Refactor and seperate the code into a binary crate and a library crate.
Write Python API wrapper for the library crate.

The model

Consider the model $$ y = \beta_0 + \beta_1 x + \epsilon $$ where $\epsilon \sim N(0, \sigma^2)$. Let the independent observations be $(x_i, y_i)$ (for $i$ = 1, ..., $n$).
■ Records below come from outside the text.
//! Integer byte order of MQ structures.

use serde::{Deserialize, Serialize};

/// Byte order used for every binary integer in a buffer.
///
/// MQ writes structures in the queue manager's native encoding, so the
/// default follows the host.
#[derive(Debug, Clone, Copy, PartialEq, Eq, Default, Serialize, Deserialize)]
#[serde(rename_all = "lowercase")]
pub enum ByteOrder {
    /// Whatever the running host uses.
    #[default]
    Native,
    /// Least significant byte first (`MQENC_INTEGER_REVERSED`).
    Little,
    /// Most significant byte first (`MQENC_INTEGER_NORMAL`).
    Big,
}

impl ByteOrder {
    #[must_use]
    pub const fn is_little(self) -> bool {
        match self {
            Self::Native => cfg!(target_endian = "little"),
            Self::Little => true,
            Self::Big => false,
        }
    }

    #[must_use]
    pub const fn i32_from(self, bytes: [u8; 4]) -> i32 {
        if self.is_little() {
            i32::from_le_bytes(bytes)
        } else {
            i32::from_be_bytes(bytes)
        }
    }

    #[must_use]
    pub const fn i64_from(self, bytes: [u8; 8]) -> i64 {
        if self.is_little() {
            i64::from_le_bytes(bytes)
        } else {
            i64::from_be_bytes(bytes)
        }
    }

    #[must_use]
    pub const fn i32_to(self, value: i32) -> [u8; 4] {
        if self.is_little() {
            value.to_le_bytes()
        } else {
            value.to_be_bytes()
        }
    }

    #[must_use]
    pub const fn i64_to(self, value: i64) -> [u8; 8] {
        if self.is_little() {
            value.to_le_bytes()
        } else {
            value.to_be_bytes()
        }
    }
}

impl std::fmt::Display for ByteOrder {
    fn fmt(&self, f: &mut std::fmt::Formatter<'_>) -> std::fmt::Result {
        match self {
            Self::Native => write!(f, "native"),
            Self::Little => write!(f, "little"),
            Self::Big => write!(f, "big"),
        }
    }
}

#[cfg(test)]
mod tests {
    use super::*;

    #[test]
    fn test_explicit_orders() {
        assert_eq!(ByteOrder::Little.i32_to(1), [1, 0, 0, 0]);
        assert_eq!(ByteOrder::Big.i32_to(1), [0, 0, 0, 1]);
        assert_eq!(ByteOrder::Big.i32_from([0, 0, 1, 0]), 256);
        assert_eq!(ByteOrder::Little.i64_from([2, 0, 0, 0, 0, 0, 0, 0]), 2);
    }

    #[test]
    fn test_native_matches_host() {
        assert_eq!(ByteOrder::Native.i32_to(7), 7i32.to_ne_bytes());
    }
}
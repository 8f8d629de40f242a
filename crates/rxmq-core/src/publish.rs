//! Publishing MQ constants into the variable pool.

use rxmq_symbols::{SymbolKind, SymbolTable};
use tracing::debug;

use crate::codec::StemWriter;
use crate::store::VariableStore;

/// Write every symbol of `table` as `NAME=value`, plus the lookup maps.
///
/// Reason and completion codes also land in `RCMAP.<value>` and
/// `CCMAP.<value>` holding the full name; attribute ids land in
/// `CAMAP.<value>` holding the name without its prefix. The maps are
/// written under each prefix. Returns the number of variables written.
pub fn publish_symbols<S: VariableStore + ?Sized>(
    table: &SymbolTable,
    store: &mut S,
    prefixes: &[String],
) -> usize {
    let mut written = 0;
    let mut constants = StemWriter::without_inventory(&mut *store, "");
    for symbol in table.iter() {
        if constants.put_int(&symbol.name, symbol.value) {
            written += 1;
        }
    }

    for prefix in prefixes {
        let mut maps = StemWriter::without_inventory(&mut *store, prefix);
        for symbol in table.iter() {
            let Some(map) = symbol.kind.map_name() else {
                continue;
            };
            let name = match symbol.kind {
                SymbolKind::Attribute => symbol.short_name(),
                _ => symbol.name.as_str(),
            };
            let tag = format!("{map}.{}", symbol.value);
            if maps.put_raw(&tag, name.as_bytes()) {
                written += 1;
            }
        }
    }
    debug!(symbols = table.len(), written, "published constants");
    written
}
The estimates are $$ \widehat{\beta_1} = \frac{\sum_{i=1}^n x_i y_i - n \bar{x} \bar{y}}{\sum_{i=1}^n x_i^2 - n\bar{x}^2} $$ $$ \widehat{\beta_0} = \bar{y} - \widehat{\beta_1} \bar{x} $$ $$ \widehat{\sigma^2} = \frac{\sum_{i=1}^n (y_i - \widehat{y_i})^2}{n - 2} $$ $$ \text{var}(\widehat{\beta_1}) = \frac{\widehat{\sigma^2}}{\sum_{i=1}^n (x_i - \bar{x})^2} $$ $$ \text{var}(\widehat{\beta_0}) = \widehat{\sigma^2} \Big[ \frac{1}{n} + \frac{\bar{x}^2}{\sum_{i=1}^n (x_i - \bar{x})^2} \Big] $$

where $\bar{x} = \frac{1}{n} \sum_{i=1}^n x_i$, $\bar{y} = \frac{1}{n} \sum_{i=1}^n y_i$, and $\widehat{y_i} = \widehat{\beta_0} + \widehat{\beta_1} x_i$. The coefficient of determination is given by $$ r^2 = \frac{\sum_i (\widehat{y_i} - \bar{y})^2}{\sum_i (y - \bar{y})^2} $$

Under the null hypothesis that $\beta_j = 0$ ($j$ = 0, 1), the $t$ defined below follows a $t$ distribution with $n - 2$ degrees of freedom: $$ t_j = \frac{ \widehat{\beta_j} }{\sqrt{\text{var}(\widehat{\beta_j})}} $$

Using the program

Input/output

The input is a header-less TSV file with two columns. Each row defines an observation $(x_i, y_i)$. Any missing or irregular data will cause the program to exit.
Output: A TSV file with informative row labels.

Running the tool

First pull the image from Docker Hub, replacing version_number with the number in rust_projects/linear_regression/Cargo.toml:

docker pull drkaizeng/stats-eng-lab-rust-linear-regression:${version_number}

Assuming that the input data are stored in a file named input.tsv, on a Mac or Linux machine, the following command can be used to run the program and store the results in a file named output.tsv in the same folder

docker run -v "${PWD}":/data -w /data --user "$(id -u):$(id -g)" drkaizeng/stats-eng-lab-rust-linear-regression:${version_number} input.tsv output.tsv

References

Rencher, A. C., & Schaalje, G. B. (2008). Linear models in statistics. John Wiley & Sons.